Michael Niedermayer <michaelni <at> gmx.at> writes:

> 
> Hi
> 
> > 
> > The best way i can see to handle this is to make parser always output the 
> > timestamp of the packet the current frame started in. (currently it only 
> > does this if the demux packet that resulted in previous frame had a 
> > timestamp and it's the first time we use data from it ). This would result 
> > in multiple packets with the same timestamps, wich might not be the best, 
> > but it would atleast be consistant.
> 
> the parser behavior is based on exact handling of mpeg-ps/ts timestamps
> what you suggest would break that to support invalid ac3 streams in avi
> slightly better, sorry but this is not a good tradeoff, avi does not
> allow to chop up frames arbitrarily ...

I can accept that avi isn't supposed to do this, but isn't the whole point of
parser to handle arbitrarily chopped packets? And in what way is only providing
a timestamp for a frame if the packet that completed last frame had a timestamp
a good idea? The point where the new frame starts in that packet doesn't need to
be anywhere near the beginning of that packet, and thus the timestamp is
probably very much off, or is that not an issue for mpeg-ps/ts?

> > 
> > Now if the above way is acceptable, by making parser present the number of 
> > bytes after the timestamp that was given, a player could atleast for cbr 
> > streams correct the timestamp of the demux packet.

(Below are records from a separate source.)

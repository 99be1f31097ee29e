use std::net::SocketAddr;
use std::sync::Arc;

use tracing_subscriber::{layer::SubscriberExt, util::SubscriberInitExt};

use folio_api::config::ServerConfig;
use folio_api::router::build_app_router;
use folio_api::state::AppState;
use folio_gateway::{ContentGateway, DirectClientHandle, GatewayConfig};

#[tokio::main]
async fn main() {
    dotenvy::dotenv().ok();

    // --- Tracing ---
    tracing_subscriber::registry()
        .with(
            tracing_subscriber::EnvFilter::try_from_default_env().unwrap_or_else(|_| {
                "folio_api=debug,folio_gateway=debug,tower_http=debug".into()
            }),
        )
        .with(tracing_subscriber::fmt::layer())
        .init();

    // --- Configuration ---
    let config = ServerConfig::from_env().expect("Invalid server configuration");
    tracing::info!(host = %config.host, port = %config.port, site_url = %config.site_url, "Loaded server configuration");

    let gateway_config = GatewayConfig::from_env().expect("Invalid content gateway configuration");

    // --- Direct client handle ---
    // Built once per process; the connection itself is opened on first read.
    let direct = match (&gateway_config.database_url, gateway_config.direct_client) {
        (Some(url), true) => Some(Arc::new(DirectClientHandle::postgres(url.clone()))),
        (None, true) => {
            tracing::warn!("CMS_DIRECT_CLIENT is set but DATABASE_URL is not, using the REST API");
            None
        }
        _ => None,
    };

    // --- Content gateway ---
    let gateway = ContentGateway::new(&gateway_config, direct)
        .expect("Failed to build content gateway");

    // --- App state ---
    let state = AppState {
        gateway: Arc::new(gateway),
        config: Arc::new(config.clone()),
    };

    let app = build_app_router(state, &config);

    // --- Start server ---
    let addr = SocketAddr::new(
        config.host.parse().expect("Invalid HOST address"),
        config.port,
    );
    tracing::info!(%addr, "Starting server");

    let listener = tokio::net::TcpListener::bind(addr)
        .await
        .expect("Failed to bind to address");

    axum::serve(listener, app)
        .with_graceful_shutdown(shutdown_signal())
        .await
        .expect("Server error");

    tracing::info!("Graceful shutdown complete");
}

/// Wait for a termination signal to initiate graceful shutdown.
///
/// Handles both SIGINT (Ctrl-C) and SIGTERM (on Unix).
async fn shutdown_signal() {
    let ctrl_c = async {
        tokio::signal::ctrl_c()
            .await
            .expect("Failed to install Ctrl-C handler");
    };

    #[cfg(unix)]
    let terminate = async {
        tokio::signal::unix::signal(tokio::signal::unix::SignalKind::terminate())
            .expect("Failed to install SIGTERM handler")
            .recv()
            .await;
    };

    #[cfg(not(unix))]
    let terminate = std::future::pending::<()>();

    tokio::select! {
        () = ctrl_c => {
            tracing::info!("Received SIGINT (Ctrl-C), starting graceful shutdown");
        }
        () = terminate => {
            tracing::info!("Received SIGTERM, starting graceful shutdown");
        }
    }
}
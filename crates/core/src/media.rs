//! Upload rules of the `media` collection.
//!
//! The CMS platform resizes and re-encodes uploads. The normalizer uses
//! the variant table to pick up the generated renditions, and the
//! acceptance check to refuse uploads the collection would never store.

use crate::error::CoreError;

/// Source uploads larger than this are rejected (5 MB).
pub const MAX_UPLOAD_BYTES: u64 = 5 * 1024 * 1024;

pub const ACCEPTED_MIME_TYPES: &[&str] = &["image/jpeg", "image/png", "image/webp", "application/pdf"];

/// A resized rendition generated for every image upload.
#[derive(Debug, Clone, Copy, PartialEq, Eq)]
pub struct ImageVariant {
    pub name: &'static str,
    pub width: u32,
    /// `None` keeps the source aspect ratio.
    pub height: Option<u32>,
}

pub const IMAGE_VARIANTS: [ImageVariant; 3] = [
    ImageVariant { name: "thumbnail", width: 400, height: None },
    ImageVariant { name: "card", width: 800, height: Some(800) },
    ImageVariant { name: "large", width: 1920, height: None },
];

/// Check that an upload may be accepted by the media collection.
pub fn validate_upload(mime_type: &str, size_bytes: u64) -> Result<(), CoreError> {
    if !ACCEPTED_MIME_TYPES.contains(&mime_type) {
        return Err(CoreError::Validation(format!(
            "Unsupported media type '{mime_type}'. Accepted: {}",
            ACCEPTED_MIME_TYPES.join(", ")
        )));
    }
    if size_bytes > MAX_UPLOAD_BYTES {
        return Err(CoreError::Validation(format!(
            "Upload is {size_bytes} bytes; the limit is {MAX_UPLOAD_BYTES}"
        )));
    }
    Ok(())
}

/// Whether variants are generated for this MIME type (PDFs are stored as-is).
pub fn has_variants(mime_type: &str) -> bool {
    mime_type.starts_with("image/")
}
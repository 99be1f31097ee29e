/// Errors from either content source.
///
/// These never cross the [`ContentGateway`](crate::gateway::ContentGateway)
/// boundary: they are logged there and replaced by fallback values.
#[derive(Debug, thiserror::Error)]
pub enum GatewayError {
    /// Network, DNS, TLS or timeout failure talking to the REST API.
    #[error("CMS unreachable: {0}")]
    Unreachable(#[source] reqwest::Error),

    /// The REST API answered with a non-2xx status code.
    #[error("CMS rejected request ({status}): {body}")]
    Rejected {
        /// HTTP status code.
        status: u16,
        /// Raw response body for debugging.
        body: String,
    },

    /// A 2xx response whose body was not the expected JSON.
    #[error("Malformed CMS response: {0}")]
    Decode(String),

    /// The direct client failed to run a query.
    #[error("Direct client query failed: {0}")]
    Direct(#[from] sqlx::Error),

    /// The direct client could not be created.
    #[error("Direct client initialization failed: {0}")]
    ClientInit(String),

    /// Gateway settings could not be parsed or applied.
    #[error("Invalid gateway configuration: {0}")]
    Config(String),
}

impl From<reqwest::Error> for GatewayError {
    fn from(err: reqwest::Error) -> Self {
        if err.is_decode() {
            GatewayError::Decode(err.to_string())
        } else {
            GatewayError::Unreachable(err)
        }
    }
}

impl GatewayError {
    /// Coarse category used as a structured log field.
    pub fn kind(&self) -> &'static str {
        match self {
            GatewayError::Unreachable(_) => "source_unreachable",
            GatewayError::Rejected { .. } | GatewayError::Direct(_) => "source_rejected",
            GatewayError::Decode(_) => "malformed_response",
            GatewayError::ClientInit(_) => "client_init",
            GatewayError::Config(_) => "config",
        }
    }
}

The correction could 
> > even be done in avformat by default, but that might not be good in the case 
> > of stream copy.
> 
> lavf should always output timestamps as good as it can, so any workaround for
> these avi-audio streams should produce proper timestamps for each frame
> not leave that to the user app
> 
> [...]

Allright, so I assume that means it is okey for lavf to try to construct
timestamps based on bitrate or packet duration if available? If it is then the
current situation could probably be improved by allowing it to generate dts
values based on how far after timestamp given it is, whenever parser can give a
timestamp that is.

That would only require parser to output byte offset after the timestamp at the
same time as it sets the dts/pts values, should be a very minor change and won't
change the semantics on when to generate a timestamp, thus not really breaking
anything.

Should one use the avformat bitrate value as bitrate in that case, or the
average bitrate of last packet based on it's duration and size?